A pressure switch monitors the pressure of a process by using a pressure-sensing element. A pressure switch comprises pressure sensing elements such as a diaphragm or bellows and the piston is connected to it, which is used for actuating the switch contacts. It is a force-balanced diaphragm or bellows actuated assembly. The applied pressure generates a force, and it is compared to the force of a pre-compressed range spring.
To ensure process quality and safe equipment operation, the calibration of pressure switches is a critical component.
Basics of Pressure Measurement
According to the definition, pressure is the amount of force exerted on a unit area of a surface. It is possible to measure pressure continuously or at a specific point.
There are three types of pressure measurement with pressure switches. Gauge pressure, absolute pressure, and differential pressure switch. Gauge pressure is the reference to barometric or atmospheric pressure at a given location. This is the most common type of pressure switch used in the industry today.
The purpose of calibration is to detect and correct errors in the pressure switch set point and dead zone.
List of Tools Required for Pressure Switch Calibration
- Hand-held pressure pump with an attached digital pressure gauge.
- Spanner set to adjust pressure switch settings.
Pressure Switch Calibration Procedure
The pressure switch should be depressurized and isolated from the process line by following all safety procedures of the plant.
The pressure switch is connected by a hand-held pressure pump consisting of a test gauge and digital multimeter to the switch terminals.
Check that the pressure switch contact for the normally open (NO) circuit and normally closed (NC) circuit are correctly open or closed. Check this using a digital multimeter set to the continuity range of the switch.
Apply pressure to the switch set point using the hand-held pressure source. If the multimeter indicates a short circuit, stop increasing the pressure.
Note the pressure reading on the multimeter, which is the set pressure point of the switch to increase pressure.
Using the pressure source, apply pressure to the switch set point. If the multimeter displays a shot circuit, stop increasing further.
Take note of the pressure reading on the multimeter, which is the setting to increase pressure.
Next, Keep increasing pressure until the maximum pressure is indicated by the gauge.
Now, reduce the pressure gradually, until the switch return to the NO (normally open) state.

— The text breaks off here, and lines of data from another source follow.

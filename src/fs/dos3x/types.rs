use num_derive::FromPrimitive;
use num_traits::FromPrimitive;
use std::fmt;
use a2kit_macro::{DiskStruct,DiskStructError};
use crate::fs::Filetype;

pub const VTOC_TRACK: u8 = 17;
pub const TRACKS: u8 = 35;
pub const SECTORS: u8 = 16;
pub const MAX_PAIRS: u8 = 0x7a;
pub const ENTRIES_PER_SECTOR: usize = 7;
pub const NAME_LEN: usize = 30;
/// `tsl_track` value marking a deleted catalog entry
pub const DELETED: u8 = 0xff;

/// Enumerates DOS errors.  The `Display` trait will print equivalent DOS message such as `FILE NOT FOUND`.
/// Messages that DOS does not have are written in the same style.
#[derive(thiserror::Error,Debug)]
pub enum Error {
    #[error("RANGE ERROR")]
    Range,
    #[error("FILE NOT FOUND")]
    FileNotFound,
    #[error("I/O ERROR (CATALOG OR TRACK SECTOR LIST DAMAGED)")]
    CorruptCatalog,
    #[error("DUPLICATE FILE NAME")]
    AlreadyExists,
    #[error("DISK FULL")]
    DiskFull,
    #[error("FILE LOCKED")]
    FileLocked,
    #[error("FILE TYPE MISMATCH")]
    FileTypeMismatch,
    #[error("SYNTAX ERROR")]
    Syntax
}

/// Enumerates the DOS 3.3 file types, the lock bit is handled separately.
/// * FileType to u8: `as u8`
/// * u8 to FileType: `FileType::from_u8` (use FromPrimitive trait)
/// * Filetype to FileType: `FileType::from_filetype`
#[derive(FromPrimitive,Debug,Clone,Copy,PartialEq)]
pub enum FileType {
    Text = 0x00,
    Integer = 0x01,
    Applesoft = 0x02,
    Binary = 0x04,
    S = 0x08,
    Relocatable = 0x10,
    NewA = 0x20,
    NewB = 0x40
}

impl FileType {
    pub fn from_type_byte(byte: u8) -> Option<Self> {
        Self::from_u8(byte & 0x7f)
    }
    pub fn from_filetype(typ: Filetype) -> Option<Self> {
        match typ {
            Filetype::ASCII_TEXT => Some(Self::Text),
            Filetype::INTEGER_BASIC => Some(Self::Integer),
            Filetype::APPLESOFT_BASIC => Some(Self::Applesoft),
            Filetype::BINARY => Some(Self::Binary),
            Filetype::DOS_S => Some(Self::S),
            Filetype::RELOCATABLE => Some(Self::Relocatable),
            Filetype::DOS_NEW_A => Some(Self::NewA),
            Filetype::DOS_NEW_B => Some(Self::NewB),
            _ => None
        }
    }
    pub fn to_filetype(&self) -> Filetype {
        match self {
            Self::Text => Filetype::ASCII_TEXT,
            Self::Integer => Filetype::INTEGER_BASIC,
            Self::Applesoft => Filetype::APPLESOFT_BASIC,
            Self::Binary => Filetype::BINARY,
            Self::S => Filetype::DOS_S,
            Self::Relocatable => Filetype::RELOCATABLE,
            Self::NewA => Filetype::DOS_NEW_A,
            Self::NewB => Filetype::DOS_NEW_B
        }
    }
}

/// Letter shown by the DOS `CATALOG` command
impl fmt::Display for FileType {
    fn fmt(&self,f: &mut fmt::Formatter<'_>) -> fmt::Result {
        let c = match self {
            Self::Text => "T",
            Self::Integer => "I",
            Self::Applesoft => "A",
            Self::Binary => "B",
            Self::S => "S",
            Self::Relocatable => "R",
            Self::NewA => "A",
            Self::NewB => "B"
        };
        write!(f,"{}",c)
    }
}

/// Structured representation of the bytes on disk that are stored with a BASIC program.  Works with either Applesoft or Integer.
pub struct TokenizedProgram {
    length: [u8;2],
    pub program: Vec<u8>
}

impl TokenizedProgram {
    /// Take unstructured bytes representing the tokens only (sans header) and pack it into the structure
    pub fn pack(prog: &[u8]) -> Result<Self,Error> {
        let len = u16::try_from(prog.len()).or(Err(Error::Range))?;
        Ok(Self {
            length: u16::to_le_bytes(len),
            program: prog.to_vec()
        })
    }
}

impl DiskStruct for TokenizedProgram {
    fn new() -> Self where Self: Sized {
        Self {
            length: [0;2],
            program: Vec::new()
        }
    }
    /// The length header is trusted only as far as the data goes, since there is usually sector padding
    fn from_bytes(dat: &[u8]) -> Result<Self,DiskStructError> where Self: Sized {
        if dat.len()<2 {
            return Err(DiskStructError::OutOfData);
        }
        let declared = u16::from_le_bytes([dat[0],dat[1]]) as usize + 2;
        if declared > dat.len() {
            log::warn!("program length exceeds the data, truncating");
        }
        Ok(Self {
            length: [dat[0],dat[1]],
            program: dat[2..usize::min(declared,dat.len())].to_vec()
        })
    }
    fn to_bytes(&self) -> Vec<u8> {
        [self.length.to_vec(),self.program.clone()].concat()
    }
    fn update_from_bytes(&mut self,dat: &[u8]) -> Result<(),DiskStructError> {
        *self = Self::from_bytes(dat)?;
        Ok(())
    }
    fn len(&self) -> usize {
        2 + self.program.len()
    }
}

/// Structured representation of sequential text files on disk.
/// The text ends at the first null, which need not be stored if the sector padding provides it.
pub struct SequentialText {
    pub text: Vec<u8>
}

impl DiskStruct for SequentialText {
    fn new() -> Self where Self: Sized {
        Self {
            text: Vec::new()
        }
    }
    fn from_bytes(dat: &[u8]) -> Result<Self,DiskStructError> where Self: Sized {
        Ok(Self {
            text: match dat.split(|x| *x==0).next() {
                Some(v) => v.to_vec(),
                None => dat.to_vec()
            }
        })
    }
    fn to_bytes(&self) -> Vec<u8> {
        self.text.clone()
    }
    fn update_from_bytes(&mut self,dat: &[u8]) -> Result<(),DiskStructError> {
        *self = Self::from_bytes(dat)?;
        Ok(())
    }
    fn len(&self) -> usize {
        self.text.len()
    }
}

/// Structured representation of binary data on disk
pub struct BinaryData {
    pub start: [u8;2],
    length: [u8;2],
    pub data: Vec<u8>
}

impl BinaryData {
    /// Take unstructured bytes representing the data only (sans header) and pack it into the structure
    pub fn pack(bin: &[u8],addr: u16) -> Result<Self,Error> {
        let len = u16::try_from(bin.len()).or(Err(Error::Range))?;
        Ok(Self {
            start: u16::to_le_bytes(addr),
            length: u16::to_le_bytes(len),
            data: bin.to_vec()
        })
    }
}

impl DiskStruct for BinaryData {
    fn new() -> Self where Self: Sized {
        Self {
            start: [0;2],
            length: [0;2],
            data: Vec::new()
        }
    }
    fn from_bytes(dat: &[u8]) -> Result<Self,DiskStructError> where Self: Sized {
        if dat.len()<4 {
            return Err(DiskStructError::OutOfData);
        }
        let declared = u16::from_le_bytes([dat[2],dat[3]]) as usize + 4;
        if declared > dat.len() {
            log::warn!("binary length exceeds the data, truncating");
        }
        Ok(Self {
            start: [dat[0],dat[1]],
            length: [dat[2],dat[3]],
            data: dat[4..usize::min(declared,dat.len())].to_vec()
        })
    }
    fn to_bytes(&self) -> Vec<u8> {
        [self.start.to_vec(),self.length.to_vec(),self.data.clone()].concat()
    }
    fn update_from_bytes(&mut self,dat: &[u8]) -> Result<(),DiskStructError> {
        *self = Self::from_bytes(dat)?;
        Ok(())
    }
    fn len(&self) -> usize {
        4 + self.data.len()
    }
}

Take a reading of the pressure, which is the falling pressure set-point for the switch.
The rising pressure setting should be subtracted from the falling pressure setting.
Based on the two readings, the dead band of the switch can be determined.

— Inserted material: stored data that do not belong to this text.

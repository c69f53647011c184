// test of image probing and write back through the disk operator
use a2fs::bios::skew::SectorOrder;
use a2fs::fs::{self,FileInfo,Filetype};
use a2fs::img;
use a2fs::operator::{DiskOperator,Format};

fn entry_bytes(stor: u8,name: &str,typ: u8,key: u16,blocks: u16,eof: usize,access: u8,aux: u16) -> Vec<u8> {
    let mut ans = vec![0;39];
    ans[0] = (stor << 4) + name.len() as u8;
    ans[1..1+name.len()].copy_from_slice(name.as_bytes());
    ans[0x10] = typ;
    ans[0x11..0x13].copy_from_slice(&u16::to_le_bytes(key));
    ans[0x13..0x15].copy_from_slice(&u16::to_le_bytes(blocks));
    ans[0x15..0x18].copy_from_slice(&u32::to_le_bytes(eof as u32)[0..3]);
    ans[0x1e] = access;
    ans[0x1f..0x21].copy_from_slice(&u16::to_le_bytes(aux));
    ans
}

/// ProDOS volume WORK holding a single text file, as a PO buffer
fn prodos_volume() -> Vec<u8> {
    let mut img = img::Dsk::create(SectorOrder::ProDos);
    let mut key = vec![0;512];
    key[4] = 0xf4;
    key[5..9].copy_from_slice(b"WORK");
    key[0x23] = 0x27;
    key[0x24] = 0x0d;
    key[0x25] = 1;
    key[0x27] = 6;
    key[0x29..0x2b].copy_from_slice(&u16::to_le_bytes(280));
    key[0x2b..0x2b+39].copy_from_slice(&entry_bytes(1,"README",0x04,7,1,11,0xc3,0));
    img.write_block(2,&key).expect("write");
    let mut bitmap = vec![0;512];
    bitmap[1] = 0x7f;
    for i in 2..35 {
        bitmap[i] = 0xff;
    }
    img.write_block(6,&bitmap).expect("write");
    img.write_block(7,b"HELLO WORLD").expect("write");
    img.to_bytes()
}

fn names(op: &mut DiskOperator) -> Vec<String> {
    op.catalog().expect("catalog").iter().map(|d| d.name.clone()).collect()
}

#[test]
fn dos_image_in_prodos_order() {
    let mut op = DiskOperator::create_dos33(SectorOrder::ProDos,100).expect("create");
    op.put(&FileInfo::new("FIRST",Filetype::BINARY,vec![1,2,3]),false).expect("put");
    let po_buf = op.to_bytes(None).expect("bytes");
    assert_eq!(po_buf.len(),img::IMAGE_SIZE);

    let (mut op,order) = DiskOperator::open(&po_buf,None,Format::Auto).expect("open");
    assert_eq!(order,SectorOrder::ProDos);
    assert_eq!(op.fs_name(),"DOS 3.3");
    op.put(&FileInfo::new("SECOND",Filetype::ASCII_TEXT,vec![0xc1,0xc2]),false).expect("put");

    // the buffer keeps the order it came in
    let (mut same,order) = DiskOperator::open(&op.to_bytes(None).expect("bytes"),None,Format::Auto).expect("open");
    assert_eq!(order,SectorOrder::ProDos);
    assert_eq!(names(&mut same),vec!["FIRST","SECOND"]);

    // unless asked for another
    let do_buf = op.to_bytes(Some(SectorOrder::Dos)).expect("bytes");
    assert_ne!(do_buf,po_buf);
    let (mut other,order) = DiskOperator::open(&do_buf,None,Format::Dos33).expect("open");
    assert_eq!(order,SectorOrder::Dos);
    assert_eq!(names(&mut other),vec!["FIRST","SECOND"]);
    assert_eq!(other.get("SECOND").expect("get").data,vec![0xc1,0xc2]);
    assert_eq!(other.catalog_to_string().expect("catalog"),same.catalog_to_string().expect("catalog"));
}

#[test]
fn explicit_order() {
    let op = DiskOperator::create_dos33(SectorOrder::Dos,254).expect("create");
    let buf = op.to_bytes(None).expect("bytes");
    let (op,order) = DiskOperator::open(&buf,Some(SectorOrder::Dos),Format::Auto).expect("open");
    assert_eq!(order,SectorOrder::Dos);
    assert_eq!(op.order(),SectorOrder::Dos);
}

#[test]
fn write_back_is_complete() {
    let mut op = DiskOperator::create_dos33(SectorOrder::Dos,254).expect("create");
    op.put(&FileInfo::new("HELLO",Filetype::INTEGER_BASIC,hex::decode("080A0054D827D901").expect("hex")),false).expect("put");
    let mut buf: Vec<u8> = Vec::new();
    op.write_back(&mut buf).expect("write back");
    assert_eq!(buf,op.to_bytes(None).expect("bytes"));
    let (mut op,_) = DiskOperator::open(&buf,None,Format::Auto).expect("open");
    let file = op.get("HELLO").expect("get");
    assert_eq!(file.descriptor.filetype,Filetype::INTEGER_BASIC);
    assert_eq!(hex::encode_upper(&file.data),"080A0054D827D901");
    assert_eq!(op.num_free().expect("free"),526);
}

#[test]
fn prodos_is_read_only() {
    let buf = prodos_volume();
    let (mut op,order) = DiskOperator::open(&buf,None,Format::Auto).expect("open");
    assert_eq!(order,SectorOrder::ProDos);
    assert_eq!(op.fs_name(),"ProDOS");
    assert_eq!(names(&mut op),vec!["README"]);
    assert!(op.catalog_to_string().expect("catalog").contains("/WORK"));
    let file = op.get("README").expect("get");
    assert_eq!(file.data,b"HELLO WORLD".to_vec());
    assert_eq!(file.descriptor.filetype,Filetype::ASCII_TEXT);
    let err = op.put(&FileInfo::new("NEW",Filetype::BINARY,vec![0]),false).expect_err("read only");
    assert!(matches!(err.downcast_ref::<fs::Error>(),Some(fs::Error::Unsupported)));
    let err = op.delete("README").expect_err("read only");
    assert!(matches!(err.downcast_ref::<fs::Error>(),Some(fs::Error::Unsupported)));
    assert!(!op.is_dirty());
    assert_eq!(op.to_bytes(None).expect("bytes"),buf);
}

#[test]
fn requested_format_must_match() {
    let buf = prodos_volume();
    let err = DiskOperator::open(&buf,None,Format::Dos33).err().expect("not DOS");
    assert!(matches!(err.downcast_ref::<fs::Error>(),Some(fs::Error::UnrecognizedFormat)));
    let (op,_) = DiskOperator::open(&buf,None,Format::ProDos).expect("open");
    assert_eq!(op.fs_name(),"ProDOS");
}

This number should be compared with the dead band specified by the manufacturer. If it is higher than the manufacturer’s it is impossible to repair the switch.

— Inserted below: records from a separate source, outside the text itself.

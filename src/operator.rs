//! # Disk operator
//!
//! The operator is the format agnostic face of the library.  It takes an image buffer,
//! works out which file system and sector ordering it holds, and then forwards file
//! operations to the mounted `DiskFS`.  Changes stay in memory until the buffer is handed
//! back with `write_back` or `to_bytes`.

use std::io::Write;
use std::str::FromStr;
use log::{debug,info};
use crate::bios::skew::SectorOrder;
use crate::fs::{self,DiskFS,Descriptor,FileInfo};
use crate::img;
use crate::{STDRESULT,DYNERR};

/// File systems that can be requested, `Auto` tries each in priority order
#[derive(Debug,Clone,Copy,PartialEq)]
pub enum Format {
    Auto,
    Dos33,
    ProDos
}

impl Format {
    /// Concrete formats in the order they are tried
    pub const PRIORITY: [Format;2] = [Format::Dos33,Format::ProDos];
}

impl FromStr for Format {
    type Err = fs::Error;
    fn from_str(s: &str) -> Result<Self,Self::Err> {
        match s {
            "auto" => Ok(Self::Auto),
            "dos3" | "dos33" => Ok(Self::Dos33),
            "prodos" => Ok(Self::ProDos),
            _ => Err(fs::Error::UnrecognizedFormat)
        }
    }
}

/// Put a file system on the image, this is the only place the concrete drivers are named.
/// Returns `fs::Error::NotThisFormat` if the image does not hold the requested format.
/// `Auto` names no driver, `DiskOperator::open` expands it into `Format::PRIORITY`.
fn mount(format: Format,img: img::Dsk) -> Result<Box<dyn DiskFS>,DYNERR> {
    match format {
        Format::Dos33 => Ok(Box::new(fs::dos3x::Disk::from_img(img)?)),
        Format::ProDos => Ok(Box::new(fs::prodos::Disk::from_img(img)?)),
        Format::Auto => Err(Box::new(fs::Error::NotThisFormat))
    }
}

fn is_not_this_format(e: &DYNERR) -> bool {
    matches!(e.downcast_ref::<fs::Error>(),Some(fs::Error::NotThisFormat))
}

pub struct DiskOperator {
    disk: Box<dyn DiskFS>
}

impl DiskOperator {
    /// Probe the buffer and mount it.  If `order` is `None` every ordering is tried.
    /// When more than one ordering mounts, the one whose directory structure checks out
    /// furthest is chosen, ties going to the first in `SectorOrder::ALL`.
    pub fn open(buf: &[u8],order: Option<SectorOrder>,format: Format) -> Result<(Self,SectorOrder),DYNERR> {
        let formats = match format {
            Format::Auto => Format::PRIORITY.to_vec(),
            f => vec![f]
        };
        let orders = match order {
            Some(o) => vec![o],
            None => SectorOrder::ALL.to_vec()
        };
        for fmt in formats {
            let mut best: Option<(Box<dyn DiskFS>,SectorOrder,usize)> = None;
            for ord in orders.iter() {
                let dsk = img::Dsk::from_bytes(buf,*ord)?;
                match mount(fmt,dsk) {
                    Ok(disk) => {
                        let score = disk.probe_score();
                        debug!("{} mounts in {} order with score {}",disk.fs_name(),ord,score);
                        let better = match &best {
                            Some((_,_,best_score)) => score > *best_score,
                            None => true
                        };
                        if better {
                            best = Some((disk,*ord,score));
                        }
                    },
                    Err(e) if is_not_this_format(&e) => debug!("{:?} rejected in {} order",fmt,ord),
                    Err(e) => return Err(e)
                }
            }
            if let Some((disk,ord,_)) = best {
                info!("identified {} in {} order",disk.fs_name(),ord);
                return Ok((Self { disk },ord));
            }
        }
        Err(Box::new(fs::Error::UnrecognizedFormat))
    }
    /// Format a new DOS 3.3 volume stored in the given order
    pub fn create_dos33(order: SectorOrder,vol: u8) -> Result<Self,DYNERR> {
        let disk = fs::dos3x::Disk::init33(img::Dsk::create(order),vol)?;
        Ok(Self {
            disk: Box::new(disk)
        })
    }
    pub fn fs_name(&self) -> &'static str {
        self.disk.fs_name()
    }
    /// Order of the buffer, as found when the image was opened
    pub fn order(&self) -> SectorOrder {
        self.disk.get_img().order()
    }
    pub fn catalog(&mut self) -> Result<Vec<Descriptor>,DYNERR> {
        self.disk.catalog()
    }
    pub fn catalog_to_string(&mut self) -> Result<String,DYNERR> {
        self.disk.catalog_to_string()
    }
    pub fn get(&mut self,name: &str) -> Result<FileInfo,DYNERR> {
        self.disk.get(name)
    }
    pub fn put(&mut self,file: &FileInfo,overwrite: bool) -> Result<Descriptor,DYNERR> {
        self.disk.put(file,overwrite)
    }
    pub fn delete(&mut self,name: &str) -> Result<bool,DYNERR> {
        self.disk.delete(name)
    }
    pub fn lock(&mut self,name: &str) -> STDRESULT {
        self.disk.lock(name)
    }
    pub fn unlock(&mut self,name: &str) -> STDRESULT {
        self.disk.unlock(name)
    }
    pub fn rename(&mut self,old_name: &str,new_name: &str) -> STDRESULT {
        self.disk.rename(old_name,new_name)
    }
    pub fn num_free(&mut self) -> Result<usize,DYNERR> {
        self.disk.num_free()
    }
    /// Are there changes that have not been written back
    pub fn is_dirty(&self) -> bool {
        self.disk.is_dirty()
    }
    /// Image buffer in its original order, or re-ordered if `order` is given
    pub fn to_bytes(&self,order: Option<SectorOrder>) -> Result<Vec<u8>,DYNERR> {
        match order {
            Some(o) => self.disk.get_img().to_order(o),
            None => Ok(self.disk.get_img().to_bytes())
        }
    }
    /// Hand the complete buffer, in its original order, to the writer.
    /// The image is clean afterwards.
    pub fn write_back<W: Write>(&mut self,writer: &mut W) -> STDRESULT {
        writer.write_all(&self.disk.get_img().to_bytes())?;
        writer.flush()?;
        self.disk.clear_dirty();
        Ok(())
    }
}

#[cfg(test)]
mod tests {
    use super::*;
    use crate::fs::Filetype;

    #[test]
    fn formats_parse() {
        assert_eq!(Format::from_str("dos3").expect("parse"),Format::Dos33);
        assert_eq!(Format::from_str("prodos").expect("parse"),Format::ProDos);
        assert!(Format::from_str("cpm").is_err());
    }

    #[test]
    fn blank_is_unrecognized() {
        let err = DiskOperator::open(&vec![0;img::IMAGE_SIZE],None,Format::Auto).err().expect("should fail");
        assert!(matches!(err.downcast_ref::<fs::Error>(),Some(fs::Error::UnrecognizedFormat)));
        let err = DiskOperator::open(&vec![0;100],None,Format::Auto).err().expect("should fail");
        assert!(matches!(err.downcast_ref::<img::Error>(),Some(img::Error::ImageSizeMismatch(100,_))));
    }

    #[test]
    fn dirty_until_written() {
        let mut op = DiskOperator::create_dos33(SectorOrder::Dos,254).expect("create");
        let mut buf: Vec<u8> = Vec::new();
        op.write_back(&mut buf).expect("write back");
        assert!(!op.is_dirty());
        let (mut op,order) = DiskOperator::open(&buf,None,Format::Auto).expect("open");
        assert_eq!(order,SectorOrder::Dos);
        assert!(!op.is_dirty());
        op.put(&FileInfo::new("HELLO",Filetype::ASCII_TEXT,vec![0xc1]),false).expect("put");
        assert!(op.is_dirty());
        op.write_back(&mut buf).expect("write back");
        assert!(!op.is_dirty());
    }

    #[test]
    fn auto_tries_each_format() {
        let op = DiskOperator::create_dos33(SectorOrder::ProDos,1).expect("create");
        let buf = op.to_bytes(None).expect("bytes");
        let (op,order) = DiskOperator::open(&buf,Some(SectorOrder::ProDos),Format::Auto).expect("open");
        assert_eq!((op.fs_name(),order),("DOS 3.3",SectorOrder::ProDos));
        let err = DiskOperator::open(&buf,Some(SectorOrder::ProDos),Format::ProDos).err().expect("not ProDOS");
        assert!(matches!(err.downcast_ref::<fs::Error>(),Some(fs::Error::UnrecognizedFormat)));
    }
}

The above procedure is repeated several times to check pressure switch repeatability.
The components of a pressure switch are exposed to process fluid. In the case of the pressure switch, the bellows and diaphragm come in contact with the process fluid.
Rising pressure or set pressure
Increase the pressure source at the switch set point until the switch changes from open to close. Record the pressure value when the multimeter indicates short.
Falling pressure or reset pressure
Continue increasing the pressure up to the maximum rated pressure. Reduced the pressure slowly until the switch changed back to open and the pressure I recorded.
The pressure set point is recorded when the pressure is increasing. The dead zone value is the difference between the pressure set point rise and the pressure drop reset point.
It is also called test, re-test reliability. Under the same conditions, the result should be the same upon several retests.